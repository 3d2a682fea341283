//		Packages

use super::*;
use rubedo::sugar::s;



//		Tests

mod conversions {
	use super::*;

	//		from																
	#[test]
	fn from__strings() {
		assert_eq!(Constructable::from("42"),       Constructable::Decimal(s!("42")));
		assert_eq!(Constructable::from(s!("42")),   Constructable::Decimal(s!("42")));
		assert_eq!(Constructable::from(&s!("42")),  Constructable::Decimal(s!("42")));
	}
	#[test]
	fn from__signed() {
		assert_eq!(Constructable::from(-1_i8),      Constructable::Native(Native::Signed(-1)));
		assert_eq!(Constructable::from(i16::MIN),   Constructable::Native(Native::Signed(-32_768)));
		assert_eq!(Constructable::from(-7_i32),     Constructable::Native(Native::Signed(-7)));
		assert_eq!(Constructable::from(i64::MAX),   Constructable::Native(Native::Signed(i128::from(i64::MAX))));
		assert_eq!(Constructable::from(i128::MIN),  Constructable::Native(Native::Signed(i128::MIN)));
		assert_eq!(Constructable::from(-3_isize),   Constructable::Native(Native::Signed(-3)));
	}
	#[test]
	fn from__unsigned() {
		assert_eq!(Constructable::from(255_u8),     Constructable::Native(Native::Unsigned(255)));
		assert_eq!(Constructable::from(u16::MAX),   Constructable::Native(Native::Unsigned(65_535)));
		assert_eq!(Constructable::from(7_u32),      Constructable::Native(Native::Unsigned(7)));
		assert_eq!(Constructable::from(u64::MAX),   Constructable::Native(Native::Unsigned(u128::from(u64::MAX))));
		assert_eq!(Constructable::from(u128::MAX),  Constructable::Native(Native::Unsigned(u128::MAX)));
		assert_eq!(Constructable::from(3_usize),    Constructable::Native(Native::Unsigned(3)));
	}
	#[test]
	fn from__floats() {
		assert_eq!(Constructable::from(1.5_f32),    Constructable::Native(Native::Float(1.5)));
		assert_eq!(Constructable::from(-2.0_f64),   Constructable::Native(Native::Float(-2.0)));
	}
	#[test]
	fn from__big() {
		let big = BigInt::from(-99);
		assert_eq!(Constructable::from(&big),       Constructable::Big(BigInt::from(-99)));
		assert_eq!(Constructable::from(big),        Constructable::Big(BigInt::from(-99)));
	}
}

mod display {
	use super::*;

	//		fmt																	
	#[test]
	fn fmt__all_shapes() {
		assert_eq!(Constructable::from("6.4").to_string(),             s!("6.4"));
		assert_eq!(Constructable::from(-12_i32).to_string(),           s!("-12"));
		assert_eq!(Constructable::from(12_u8).to_string(),             s!("12"));
		assert_eq!(Constructable::from(28.8_f64).to_string(),          s!("28.8"));
		assert_eq!(Constructable::from(BigInt::from(766)).to_string(), s!("766"));
	}
}
//		Packages

use super::*;
use rubedo::sugar::s;



//		Tests

mod display {
	use super::*;

	//		fmt																	
	#[test]
	fn fmt__invalid_size() {
		let err = IntegerError::InvalidSize { expected: 8, actual: 9 };
		assert_eq!(err.to_string(), s!("Invalid size, expected size: 8, actual size: 9"));
	}
	#[test]
	fn fmt__negative_unsigned() {
		assert_eq!(IntegerError::NegativeUnsigned.to_string(), s!("Cannot construct negative unsigned integers"));
	}
	#[test]
	fn fmt__floating_point() {
		assert_eq!(IntegerError::FloatingPointNotSupported.to_string(), s!("This library does not support decimals."));
	}
	#[test]
	fn fmt__unconstructable() {
		let err = IntegerError::UnconstructableInteger { width: 24, signed: false, value: s!("42") };
		assert_eq!(err.to_string(), s!("Could not construct Integer of size: 24, signed: false, value: 42"));
	}
	#[test]
	fn fmt__overflow() {
		let err = IntegerError::Overflow { capacity: 8, value: s!("128"), required: 9 };
		assert_eq!(err.to_string(), s!("Overflow error: capacity 8, number: 128, required size: 9"));
	}
	#[test]
	fn fmt__underflow() {
		let err = IntegerError::Underflow { capacity: 8, value: s!("-129"), required: 9 };
		assert_eq!(err.to_string(), s!("Underflow error: capacity 8, number: -129, required size: 9"));
	}
	#[test]
	fn fmt__inconsistent_size() {
		let err = IntegerError::InconsistentSize { required: 16, actual: 8 };
		assert_eq!(err.to_string(), s!("Cannot perform operations on different sized numbers. required size: 16, input size: 8"));
	}
	#[test]
	fn fmt__reserved() {
		assert_eq!(IntegerError::TypeNotSupported.to_string(), s!("Handling this type is not supported."));
		assert_eq!(IntegerError::DivisionByZero.to_string(),   s!("Division by zero."));
	}
	#[test]
	fn fmt__malformed_decimal() {
		assert_eq!(IntegerError::MalformedDecimal(s!("12a")).to_string(), s!(r#"Malformed decimal integer: "12a""#));
	}
}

____________

**What to work on**
Determine how many lines of the listing hold the word "false", then write only that number.

**Written response**
2